**EXERCISE PROMPT**
Reproduce only the top of the records, down to and including the line containing "crawl. A single".

**STORED DATA**
--
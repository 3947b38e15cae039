//! Sitegrazer: a single-site metadata crawler
//!
//! This crate crawls a website up to a bounded depth, extracts structured
//! metadata from every page it reaches (title, description, keywords, links,
//! images, last-modified timestamp), aggregates summary statistics, and
//! exports the results to CSV or JSON.

pub mod collect;
pub mod config;
pub mod crawler;
pub mod output;
pub mod record;

use thiserror::Error;

/// Main error type for sitegrazer operations
#[derive(Debug, Error)]
pub enum GrazeError {
    #[error("failed to fetch seed URL {url}: {source}")]
    Seed {
        url: String,
        #[source]
        source: Box<GrazeError>,
    },

    #[error("request for {url} failed: {source}")]
    Http { url: String, source: reqwest::Error },

    #[error("{url} returned HTTP {status}")]
    Status { url: String, status: u16 },

    #[error("invalid URL {url}: {source}")]
    InvalidUrl {
        url: String,
        source: ::url::ParseError,
    },

    #[error("HTTP client error: {0}")]
    Client(#[from] reqwest::Error),

    #[error("IO error: {0}")]
    Io(#[from] std::io::Error),

    #[error("CSV export error: {0}")]
    Csv(#[from] csv::Error),

    #[error("JSON export error: {0}")]
    Json(#[from] serde_json::Error),
}

/// Result type alias for sitegrazer operations
pub type Result<T> = std::result::Result<T, GrazeError>;

// Re-export commonly used types
pub use collect::{Collector, CrawlOutcome};
pub use config::CrawlConfig;
pub use crawler::{Crawler, PageSink};
pub use output::ExportFormat;
pub use record::{CrawlStats, PageRecord};
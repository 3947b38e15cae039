//! Shared result store and statistics aggregator
//!
//! The [`Collector`] is the only shared mutable state in a crawl. A single
//! mutex guards both the record list and the running statistics so the two
//! can never drift apart: `total_pages` always equals the number of stored
//! records, no matter how fetch completions interleave.

use crate::crawler::PageSink;
use crate::record::{CrawlStats, PageRecord};
use crate::GrazeError;
use serde::{Deserialize, Serialize};
use std::sync::Mutex;
use std::time::Duration;
use url::Url;

/// The finalized, immutable result of a crawl run
///
/// Serializes as `{"data": [...], "stats": {...}}`, the shape of the JSON
/// export.
#[derive(Debug, Serialize, Deserialize)]
pub struct CrawlOutcome {
    #[serde(rename = "data")]
    pub records: Vec<PageRecord>,
    pub stats: CrawlStats,
}

#[derive(Debug, Default)]
struct CollectorInner {
    records: Vec<PageRecord>,
    stats: CrawlStats,
}

/// Thread-safe accumulator for page records and crawl statistics
///
/// Fetch tasks call [`record`](Collector::record) concurrently; each call
/// appends the record and updates every counter inside one critical section.
/// After the crawl driver has joined all tasks,
/// [`finalize`](Collector::finalize) computes the derived statistics exactly
/// once and freezes the result.
#[derive(Debug, Default)]
pub struct Collector {
    inner: Mutex<CollectorInner>,
}

impl Collector {
    pub fn new() -> Self {
        Self::default()
    }

    /// Records one extracted page
    ///
    /// Appends the record to the result store and updates the running sums
    /// and per-domain counts atomically. Cannot fail: a URL without an
    /// extractable hostname is counted under the empty-string bucket.
    pub fn record(&self, page: PageRecord) {
        let mut inner = self.inner.lock().unwrap();

        inner.stats.total_pages += 1;
        inner.stats.total_links += page.links.len() as u64;
        inner.stats.total_images += page.images.len() as u64;

        let host = host_of(&page.url);
        *inner.stats.domain_counts.entry(host).or_insert(0) += 1;

        inner.records.push(page);
    }

    /// Number of records collected so far
    pub fn len(&self) -> usize {
        self.inner.lock().unwrap().records.len()
    }

    pub fn is_empty(&self) -> bool {
        self.len() == 0
    }

    /// Freezes the collected data into an immutable [`CrawlOutcome`]
    ///
    /// Computes `average_keywords_per_page` (0.0 when no pages were
    /// recorded) and stamps the wall-clock duration. Called exactly once,
    /// after the crawl driver reports completion.
    pub fn finalize(&self, elapsed: Duration) -> CrawlOutcome {
        let mut inner = self.inner.lock().unwrap();
        let CollectorInner { records, mut stats } = std::mem::take(&mut *inner);

        let total_keywords: usize = records.iter().map(|r| r.keywords.len()).sum();
        stats.average_keywords_per_page = if records.is_empty() {
            0.0
        } else {
            total_keywords as f64 / records.len() as f64
        };
        stats.execution_duration = elapsed;

        CrawlOutcome { records, stats }
    }
}

impl PageSink for Collector {
    fn on_page(&self, record: PageRecord) {
        self.record(record);
    }

    fn on_error(&self, url: &str, error: &GrazeError) {
        // Failed pages contribute nothing beyond a log line.
        tracing::warn!("Error scraping {}: {}", url, error);
    }
}

/// Extracts the hostname from a URL string, empty string on failure
fn host_of(url: &str) -> String {
    Url::parse(url)
        .ok()
        .and_then(|u| u.host_str().map(str::to_string))
        .unwrap_or_default()
}

#[cfg(test)]
mod tests {
    use super::*;
    use chrono::{DateTime, Utc};
    use std::sync::Arc;

    fn test_record(url: &str, links: usize, images: usize, keywords: usize) -> PageRecord {
        PageRecord {
            url: url.to_string(),
            title: "t".to_string(),
            description: String::new(),
            keywords: (0..keywords).map(|i| format!("k{i}")).collect(),
            links: (0..links).map(|i| format!("/l{i}")).collect(),
            images: (0..images).map(|i| format!("/i{i}.png")).collect(),
            last_modified: DateTime::<Utc>::UNIX_EPOCH,
        }
    }

    #[test]
    fn record_keeps_counters_consistent() {
        let collector = Collector::new();
        collector.record(test_record("https://example.com/a", 3, 1, 2));
        collector.record(test_record("https://example.com/b", 2, 0, 4));
        collector.record(test_record("https://other.org/", 0, 5, 0));

        let outcome = collector.finalize(Duration::from_secs(1));
        assert_eq!(outcome.stats.total_pages, 3);
        assert_eq!(outcome.stats.total_pages as usize, outcome.records.len());
        assert_eq!(outcome.stats.total_links, 5);
        assert_eq!(outcome.stats.total_images, 6);
        assert_eq!(outcome.stats.domain_counts["example.com"], 2);
        assert_eq!(outcome.stats.domain_counts["other.org"], 1);
        assert_eq!(
            outcome.stats.domain_counts.values().sum::<u64>(),
            outcome.stats.total_pages
        );
        assert_eq!(outcome.stats.average_keywords_per_page, 2.0);
    }

    #[test]
    fn finalize_with_no_pages_has_zero_average() {
        let collector = Collector::new();
        let outcome = collector.finalize(Duration::from_millis(10));
        assert_eq!(outcome.stats.total_pages, 0);
        assert_eq!(outcome.stats.average_keywords_per_page, 0.0);
        assert!(outcome.records.is_empty());
    }

    #[test]
    fn malformed_url_counts_in_empty_bucket() {
        let collector = Collector::new();
        collector.record(test_record("not a url", 0, 0, 0));

        let outcome = collector.finalize(Duration::ZERO);
        assert_eq!(outcome.stats.domain_counts[""], 1);
        assert_eq!(outcome.stats.total_pages, 1);
    }

    #[tokio::test]
    async fn concurrent_records_never_lose_updates() {
        let collector = Arc::new(Collector::new());
        let n = 64;

        let mut handles = Vec::new();
        for i in 0..n {
            let collector = Arc::clone(&collector);
            handles.push(tokio::spawn(async move {
                collector.record(test_record(&format!("https://example.com/{i}"), 1, 1, 1));
            }));
        }
        for handle in handles {
            handle.await.unwrap();
        }

        let outcome = collector.finalize(Duration::from_secs(1));
        assert_eq!(outcome.stats.total_pages, n);
        assert_eq!(outcome.records.len(), n as usize);
        assert_eq!(outcome.stats.total_links, n);
        assert_eq!(outcome.stats.domain_counts.values().sum::<u64>(), n);
    }

    #[test]
    fn host_of_handles_bad_input() {
        assert_eq!(host_of("https://example.com/page"), "example.com");
        assert_eq!(host_of("::not-a-url::"), "");
        assert_eq!(host_of("data:text/plain,hello"), "");
    }
}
--
**WRITTEN SOLUTION**
repository 3947b38e15cae039
//! Sitegrazer: a single-site metadata crawler
//!
//! This crate crawls a website up to a bounded depth, extracts structured
//! metadata from every page it reaches (title, description, keywords, links,
//! images, last-modified timestamp), aggregates summary statistics, and
//! exports the results to CSV or JSON.

pub mod collect;
pub mod config;
pub mod crawler;
pub mod output;
pub mod record;

use thiserror::Error;

/// Main error type for sitegrazer operations
#[derive(Debug, Error)]
pub enum GrazeError {
    #[error("failed to fetch seed URL {url}: {source}")]
    Seed {
        url: String,
        #[source]
        source: Box<GrazeError>,
    },

    #[error("request for {url} failed: {source}")]
    Http { url: String, source: reqwest::Error },

    #[error("{url} returned HTTP {status}")]
    Status { url: String, status: u16 },

    #[error("invalid URL {url}: {source}")]
    InvalidUrl {
        url: String,
        source: ::url::ParseError,
    },

    #[error("HTTP client error: {0}")]
    Client(#[from] reqwest::Error),

    #[error("IO error: {0}")]
    Io(#[from] std::io::Error),

    #[error("CSV export error: {0}")]
    Csv(#[from] csv::Error),

    #[error("JSON export error: {0}")]
    Json(#[from] serde_json::Error),
}

/// Result type alias for sitegrazer operations
pub type Result<T> = std::result::Result<T, GrazeError>;

// Re-export commonly used types
pub use collect::{Collector, CrawlOutcome};
pub use config::CrawlConfig;
pub use crawler::{Crawler, PageSink};
pub use output::ExportFormat;
pub use record::{CrawlStats, PageRecord};
repository 3947b38e15cae039
//! Shared result store and statistics aggregator
//!
//! The [`Collector`] is the only shared mutable state in a crawl. A single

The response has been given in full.